As I wrote in a previous post, the pronunciation of the characters in the Tang dynasty was not the same as in modern standard Chinese. The rhythm follows strict rules, which I won’t discuss in detail here. The caesura occurs after the second syllable, meaning that the first two characters form an important unit, set in a kind of opposition to the following three, which is accentuated by the cadence. Form and content clearly strengthen each other.
At first sight, we have a poem about nature here. Spring, rain, night, a breeze, no sound. The first quatrain accurately and poetically describes spring rain during a windy yet otherwise quiet night. It’s not a heavy rain; like a thief, the soft rain enters, hardly seen.
This kind of rain is not destructive; it feeds plants and flowers, giving them life. It’s a really good rain—one to look forward to. Quite a romantic, lovely scene.
And then the second quatrain starts…
It’s the picture of humans within—and somewhat against—nature. The old Taoist master Zhuangzi tells us about the opposition between nature (or Heaven, as he calls it) and human action. In chapter seventeen of the Zhuangzi, he gives an example: that horses and cows have four legs is heavenly; that humans bridle horses and pierce the noses of cows is not heavenly.
Du Fu is not a Taoist—he’s a Confucianist, being in official service—but in his days, during the Tang dynasty, Taoism was in favor, and it was not unusual for a Confucian scholar to read and know Taoist literature. He may therefore have been influenced by Zhuangzi’s views.
The human factors in the second quatrain are the pathway, the boat, the fire, the city, and its richly dressed officials. Night, clouds, darkness, the river, dawn, a red hue, wetness, and the flowers paint nature.
Nature is still more present than human influence, yet it is no longer as gentle as before: it is black, wet, heavy. Dark clouds hang over the human world—or perhaps over Du Fu’s world.
There is a small light in his life: he is in office, albeit in a low position (a lone sign of light, like the fire on the boat). The darkness and wetness may be a premonition: the poet’s life is nearing its end, and it is not an end to look forward to, as he will become ill and impoverished.
Dawn brings some solace. There is a red glow from the rising sun after a rainy night, and he can see flowers. Yet there is also a sense of separation, as he is literally seeing the city from a distance.
This distance becomes a metaphor: he no longer feels at home in official circles, having experienced too much disappointment in that world. Being a successful official, dressed in expensive robes, was once his aspiration—but it has proven to be an impossible dream.
And so, we have read a poem about an idyllic scene near the capital of Sichuan—one that, at second sight, is not what it seems.

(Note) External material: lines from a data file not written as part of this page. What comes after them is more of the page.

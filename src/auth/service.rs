use serde::{Deserialize, Serialize};
use std::collections::BTreeSet;
use std::sync::Arc;
use tracing::{error, info};

use crate::auth::roles::resolve_requested_roles;
use crate::auth::{Authenticator, PasswordHasher, TokenIssuer};
use crate::db::{NewUser, RoleStore, UserStore};
use crate::error::{DatabaseError, RegistrationError};
use crate::Result;

/// Successful login payload.
#[derive(Debug, Clone, Serialize, Deserialize)]
pub struct JwtResponse {
    pub token: String,
    pub id: i64,
    pub username: String,
    pub email: String,
    pub roles: Vec<String>,
}

#[derive(Debug, Clone, Serialize, Deserialize, PartialEq, Eq)]
pub struct MessageResponse {
    pub message: String,
}

impl MessageResponse {
    pub fn new(message: impl Into<String>) -> Self {
        Self { message: message.into() }
    }
}

pub const REGISTERED_MESSAGE: &str = "User registered successfully";

/// Input to [`AuthService::register`].
#[derive(Debug, Clone)]
pub struct Registration {
    pub username: String,
    pub email: String,
    pub password: String,
    pub roles: Option<BTreeSet<String>>,
}

/// Login and registration built from the stores, hasher, authenticator and token issuer.
pub struct AuthService {
    users: Arc<dyn UserStore>,
    roles: Arc<dyn RoleStore>,
    hasher: PasswordHasher,
    authenticator: Authenticator,
    tokens: Arc<TokenIssuer>,
}

impl AuthService {
    pub fn new(
        users: Arc<dyn UserStore>,
        roles: Arc<dyn RoleStore>,
        hasher: PasswordHasher,
        tokens: Arc<TokenIssuer>,
    ) -> Result<Self> {
        let authenticator = Authenticator::new(users.clone(), hasher.clone())?;
        Ok(Self {
            users,
            roles,
            hasher,
            authenticator,
            tokens,
        })
    }

    pub async fn login(&self, username: &str, password: &str) -> Result<JwtResponse> {
        let identity = self.authenticator.authenticate(username, password).await?;
        let token = self.tokens.issue(&identity)?;

        Ok(JwtResponse {
            token,
            id: identity.id,
            username: identity.username,
            email: identity.email,
            roles: identity.roles,
        })
    }

    pub async fn register(&self, registration: Registration) -> Result<MessageResponse> {
        if self.users.exists_by_username(&registration.username).await? {
            return Err(RegistrationError::UsernameTaken.into());
        }

        if self.users.exists_by_email(&registration.email).await? {
            return Err(RegistrationError::EmailInUse.into());
        }

        let password_hash = self.hasher.hash(&registration.password).await?;

        let mut roles = BTreeSet::new();
        for name in resolve_requested_roles(registration.roles.as_ref()) {
            let role = self.roles.find_by_name(name).await?.ok_or_else(|| {
                error!("Role {} is missing from the role store", name);
                DatabaseError::MissingRole(name)
            })?;
            roles.insert(role);
        }

        let user = self
            .users
            .save(NewUser::new(registration.username, registration.email, password_hash, roles))
            .await?;
        info!("Created user {} (id {}) with roles {:?}", user.username, user.id, user.role_names());

        Ok(MessageResponse::new(REGISTERED_MESSAGE))
    }
}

Disappointment in the human world and the search for beauty in nature form the essence of the poem’s meaning.
Du Fu could have become a Taoist recluse, as these sentiments led many Confucian scholars toward Taoism later in life.
We are perhaps more fortunate than Du Fu, as we can still read his poetry—his way of transforming a difficult life into literary beauty.
Each character is a syllable. The lüshi can also have seven syllables.